*Your goal*.
All of the entries below should be copied exactly as they appear.

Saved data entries
+ + + +

use crate::prior::{REFERENCE_INTERCEPT_MEAN, REFERENCE_INTERCEPT_SD};

/// Draws per grid cell in the reference workflow.
pub const DEFAULT_DRAWS: usize = 10_000;

/// Slope SDs compared in the reference workflow.
pub const DEFAULT_SLOPE_SDS: [f64; 3] = [1.0, 1.5, 2.0];

pub const DEFAULT_SEED: u64 = 42;

/// What a sweep does when a grid cell cannot be simulated.
#[derive(Debug, Clone, Copy, PartialEq, Eq, Default)]
pub enum FailurePolicy {
    /// Return the first cell error and discard every result.
    #[default]
    Abort,
    /// Log the cell error and leave the cell out of the results.
    Skip,
}

/// Settings of a prior grid sweep.
///
/// The intercept prior is shared by every cell; only the slope SD and the group-level SD vary.
/// [`SweepConfig::default`] reproduces the reference workflow: 10,000 draws per cell, intercept
/// `Normal(0, 1.5)`, slope SDs `{1, 1.5, 2}` and no group-level term.
///
/// # Example
/// ```rust
/// use logit_prior_check::sweep::{FailurePolicy, SweepConfig};
/// let config = SweepConfig::default()
///     .with_slope_sds(vec![0.5, 1.0])
///     .with_group_sds(vec![0.25, 0.5, 1.0])
///     .with_draws(2_000)
///     .with_policy(FailurePolicy::Skip);
/// assert_eq!(config.draws, 2_000);
/// ```
#[derive(Debug, Clone, PartialEq)]
pub struct SweepConfig {
    /// Monte Carlo draws per cell.
    pub draws: usize,
    pub intercept_mean: f64,
    pub intercept_sd: f64,
    /// Candidate SDs of the slope prior.
    pub slope_sds: Vec<f64>,
    /// Candidate scales of the half-normal prior on the by-group slope SD. Empty for a model
    /// without group-level slopes.
    pub group_sds: Vec<f64>,
    /// Base seed; cell `i` runs on a generator seeded with `seed + i`.
    pub seed: u64,
    pub policy: FailurePolicy,
}

impl Default for SweepConfig {
    fn default() -> Self {
        Self {
            draws: DEFAULT_DRAWS,
            intercept_mean: REFERENCE_INTERCEPT_MEAN,
            intercept_sd: REFERENCE_INTERCEPT_SD,
            slope_sds: DEFAULT_SLOPE_SDS.to_vec(),
            group_sds: Vec::new(),
            seed: DEFAULT_SEED,
            policy: FailurePolicy::default(),
        }
    }
}

impl SweepConfig {
    pub fn with_draws(mut self, draws: usize) -> Self {
        self.draws = draws;
        self
    }

    pub fn with_intercept(mut self, mean: f64, sd: f64) -> Self {
        self.intercept_mean = mean;
        self.intercept_sd = sd;
        self
    }

    pub fn with_slope_sds(mut self, slope_sds: Vec<f64>) -> Self {
        self.slope_sds = slope_sds;
        self
    }

    pub fn with_group_sds(mut self, group_sds: Vec<f64>) -> Self {
        self.group_sds = group_sds;
        self
    }

    pub fn with_seed(mut self, seed: u64) -> Self {
        self.seed = seed;
        self
    }

    pub fn with_policy(mut self, policy: FailurePolicy) -> Self {
        self.policy = policy;
        self
    }
}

+ + + +

*Result of this task*.
use crate::prior::{REFERENCE_INTERCEPT_MEAN, REFERENCE_INTERCEPT_SD};

/// Draws per grid cell in the reference workflow.
pub const DEFAULT_DRAWS: usize = 10_000;

/// Slope SDs compared in the reference workflow.
pub const DEFAULT_SLOPE_SDS: [f64; 3] = [1.0, 1.5, 2.0];

pub const DEFAULT_SEED: u64 = 42;

/// What a sweep does when a grid cell cannot be simulated.
#[derive(Debug, Clone, Copy, PartialEq, Eq, Default)]
pub enum FailurePolicy {
    /// Return the first cell error and discard every result.
    #[default]
    Abort,
    /// Log the cell error and leave the cell out of the results.
    Skip,
}

/// Settings of a prior grid sweep.
///
/// The intercept prior is shared by every cell; only the slope SD and the group-level SD vary.
/// [`SweepConfig::default`] reproduces the reference workflow: 10,000 draws per cell, intercept
/// `Normal(0, 1.5)`, slope SDs `{1, 1.5, 2}` and no group-level term.
///
/// # Example
/// ```rust
/// use logit_prior_check::sweep::{FailurePolicy, SweepConfig};
/// let config = SweepConfig::default()
///     .with_slope_sds(vec![0.5, 1.0])
///     .with_group_sds(vec![0.25, 0.5, 1.0])
///     .with_draws(2_000)
///     .with_policy(FailurePolicy::Skip);
/// assert_eq!(config.draws, 2_000);
/// ```
#[derive(Debug, Clone, PartialEq)]
pub struct SweepConfig {
    /// Monte Carlo draws per cell.
    pub draws: usize,
    pub intercept_mean: f64,
    pub intercept_sd: f64,
    /// Candidate SDs of the slope prior.
    pub slope_sds: Vec<f64>,
    /// Candidate scales of the half-normal prior on the by-group slope SD. Empty for a model
    /// without group-level slopes.
    pub group_sds: Vec<f64>,
    /// Base seed; cell `i` runs on a generator seeded with `seed + i`.
    pub seed: u64,
    pub policy: FailurePolicy,
}

impl Default for SweepConfig {
    fn default() -> Self {
        Self {
            draws: DEFAULT_DRAWS,
            intercept_mean: REFERENCE_INTERCEPT_MEAN,
            intercept_sd: REFERENCE_INTERCEPT_SD,
            slope_sds: DEFAULT_SLOPE_SDS.to_vec(),
            group_sds: Vec::new(),
            seed: DEFAULT_SEED,
            policy: FailurePolicy::default(),
        }
    }
}

impl SweepConfig {
    pub fn with_draws(mut self, draws: usize) -> Self {
        self.draws = draws;
        self
    }

    pub fn with_intercept(mut self, mean: f64, sd: f64) -> Self {
        self.intercept_mean = mean;
        self.intercept_sd = sd;
        self
    }

    pub fn with_slope_sds(mut self, slope_sds: Vec<f64>) -> Self {
        self.slope_sds = slope_sds;
        self
    }

    pub fn with_group_sds(mut self, group_sds: Vec<f64>) -> Self {
        self.group_sds = group_sds;
        self
    }

    pub fn with_seed(mut self, seed: u64) -> Self {
        self.seed = seed;
        self
    }

    pub fn with_policy(mut self, policy: FailurePolicy) -> Self {
        self.policy = policy;
        self
    }
}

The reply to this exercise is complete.